[[ Working data open ]]

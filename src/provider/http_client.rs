use crate::config::ProviderConfig;
use anyhow::{bail, Context, Result};
use std::time::Duration;
use tracing::debug;
use url::Url;

/// Thin reqwest wrapper: shared cookie jar, per-request timeout, no retries.
pub struct HttpClient {
    inner: reqwest::Client,
}

impl HttpClient {
    pub fn new(config: &ProviderConfig) -> Result<Self> {
        let inner = reqwest::Client::builder()
            .user_agent(&config.user_agent)
            .timeout(Duration::from_secs(config.timeout_secs))
            .gzip(true)
            // Session cookie is required for the crumb handshake
            .cookie_store(true)
            .build()
            .context("Failed to build HTTP client")?;

        Ok(Self { inner })
    }

    /// Fire a request only for its cookies; the status is irrelevant.
    pub async fn touch(&self, url: &str) -> Result<()> {
        debug!("GET {} (cookie)", url);
        self.inner
            .get(url)
            .send()
            .await
            .with_context(|| format!("Request error for {}", url))?;
        Ok(())
    }

    pub async fn get_text(&self, url: &Url) -> Result<String> {
        debug!("GET {}", url);

        let resp = self
            .inner
            .get(url.as_str())
            .send()
            .await
            .with_context(|| format!("Request error for {}", url.path()))?;

        let status = resp.status();
        if !status.is_success() {
            bail!("HTTP {} for {}", status, url.path());
        }

        resp.text().await.context("Failed to read response body")
    }
}
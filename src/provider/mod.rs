pub mod cleaner;
pub mod http_client;
pub mod parsers;

use crate::config::{Frequency, ProviderConfig};
use crate::models::{FinancialHistory, ProviderSnapshot};
use anyhow::{anyhow, Context, Result};
use async_trait::async_trait;
use chrono::{DateTime, Months, Utc};
use tokio::sync::Mutex;
use tracing::{debug, info, warn};
use url::Url;

use self::http_client::HttpClient;
use self::parsers::{parse_quote_summary, parse_timeseries};

/// Line items requested from the fundamentals timeseries, per frequency.
const HISTORY_ITEMS: [&str; 3] = ["OrdinarySharesNumber", "ShareIssued", "BasicAverageShares"];

// ── Source trait ──────────────────────────────────────────────────────────────

/// Swappable share-count provider.
#[async_trait]
pub trait SharesSource: Send + Sync {
    /// Best-effort lookup; an unknown ticker may error or come back empty.
    async fn fetch_snapshot(&self, symbol: &str) -> Result<ProviderSnapshot>;
}

// ── Yahoo Finance ─────────────────────────────────────────────────────────────

pub struct YahooFinance {
    client: HttpClient,
    base_url: Url,
    cookie_url: String,
    frequency: Frequency,
    history_years: u32,
    crumb: Mutex<Option<String>>,
}

impl YahooFinance {
    pub fn new(config: &ProviderConfig) -> Result<Self> {
        let base_url = Url::parse(config.base_url.trim_end_matches('/'))
            .with_context(|| format!("Invalid provider base_url {:?}", config.base_url))?;
        if base_url.cannot_be_a_base() {
            return Err(anyhow!("Provider base_url {} cannot be a base", base_url));
        }

        Ok(Self {
            client: HttpClient::new(config)?,
            base_url,
            cookie_url: config.cookie_url.clone(),
            frequency: config.frequency,
            history_years: config.history_years,
            crumb: Mutex::new(None),
        })
    }

    /// `{base}/a/b/c` with each segment percent-encoded.
    fn endpoint(&self, segments: &[&str]) -> Url {
        let mut url = self.base_url.clone();
        // checked in `new`
        if let Ok(mut path) = url.path_segments_mut() {
            path.pop_if_empty().extend(segments);
        }
        url
    }

    /// Fundamentals timeseries for the share-count line items over `history_years`.
    fn timeseries_url(&self, symbol: &str, now: DateTime<Utc>) -> Url {
        let start = now
            .checked_sub_months(Months::new(self.history_years.saturating_mul(12)))
            .unwrap_or(DateTime::<Utc>::UNIX_EPOCH);
        let types = HISTORY_ITEMS
            .iter()
            .map(|item| format!("{}{}", self.frequency.prefix(), item))
            .collect::<Vec<_>>()
            .join(",");

        let mut url = self.endpoint(&[
            "ws",
            "fundamentals-timeseries",
            "v1",
            "finance",
            "timeseries",
            symbol,
        ]);
        url.query_pairs_mut()
            .append_pair("symbol", symbol)
            .append_pair("type", &types)
            .append_pair("period1", &start.timestamp().to_string())
            .append_pair("period2", &now.timestamp().to_string());
        url
    }

    fn quote_summary_url(&self, symbol: &str, crumb: &str) -> Url {
        let mut url = self.endpoint(&["v10", "finance", "quoteSummary", symbol]);
        url.query_pairs_mut()
            .append_pair("modules", "defaultKeyStatistics")
            .append_pair("crumb", crumb);
        url
    }

    /// Session crumb, fetched once and reused until a quoteSummary call fails.
    async fn crumb(&self) -> Result<String> {
        let mut slot = self.crumb.lock().await;
        if let Some(crumb) = slot.as_ref() {
            return Ok(crumb.clone());
        }

        self.client.touch(&self.cookie_url).await.ok();
        let crumb = self
            .client
            .get_text(&self.endpoint(&["v1", "test", "getcrumb"]))
            .await
            .context("Crumb request failed")?;
        let crumb = crumb.trim().to_string();
        if crumb.is_empty() || crumb.contains('<') {
            return Err(anyhow!("Provider returned no usable crumb"));
        }

        debug!("Obtained provider crumb");
        *slot = Some(crumb.clone());
        Ok(crumb)
    }

    async fn fetch_current_shares(&self, symbol: &str) -> Result<Option<u64>> {
        let crumb = self.crumb().await?;
        let url = self.quote_summary_url(symbol, &crumb);

        let result = match self.client.get_text(&url).await {
            Ok(body) => parse_quote_summary(&body),
            Err(e) => Err(e),
        };
        if result.is_err() {
            // stale crumbs surface as 401s; refresh on the next lookup
            *self.crumb.lock().await = None;
        }
        result.with_context(|| format!("Current shares lookup failed for {}", symbol))
    }

    async fn fetch_history(&self, symbol: &str) -> Result<Option<FinancialHistory>> {
        let url = self.timeseries_url(symbol, Utc::now());
        let body = self
            .client
            .get_text(&url)
            .await
            .with_context(|| format!("Share history lookup failed for {}", symbol))?;

        let history = parse_timeseries(&body)?;
        Ok(if history.rows.is_empty() { None } else { Some(history) })
    }
}

#[async_trait]
impl SharesSource for YahooFinance {
    async fn fetch_snapshot(&self, symbol: &str) -> Result<ProviderSnapshot> {
        let (current, history) = tokio::join!(
            self.fetch_current_shares(symbol),
            self.fetch_history(symbol),
        );

        match (current, history) {
            (Err(ce), Err(he)) => {
                warn!("{}: current shares: {:#}", symbol, ce);
                Err(he)
            }
            (current, history) => {
                let current_shares = current
                    .inspect_err(|e| warn!("{}: {:#}", symbol, e))
                    .ok()
                    .flatten();
                let history = history
                    .inspect_err(|e| warn!("{}: {:#}", symbol, e))
                    .ok()
                    .flatten();

                info!(
                    "{}: current={:?}, history rows={}",
                    symbol,
                    current_shares,
                    history.as_ref().map(|h| h.rows.len()).unwrap_or(0)
                );
                Ok(ProviderSnapshot { current_shares, history })
            }
        }
    }
}

// ── Test double ───────────────────────────────────────────────────────────────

[[ Working data closed ]]

● Task item:
Both the first line of the records above and the line containing "pub struct HttpClient" are to be transcribed exactly, together with every line between them, and nothing else.

● Task response:
filename src/provider/http_client.rs
use crate::config::ProviderConfig;
use anyhow::{bail, Context, Result};
use std::time::Duration;
use tracing::debug;
use url::Url;

/// Thin reqwest wrapper: shared cookie jar, per-request timeout, no retries.
pub struct HttpClient {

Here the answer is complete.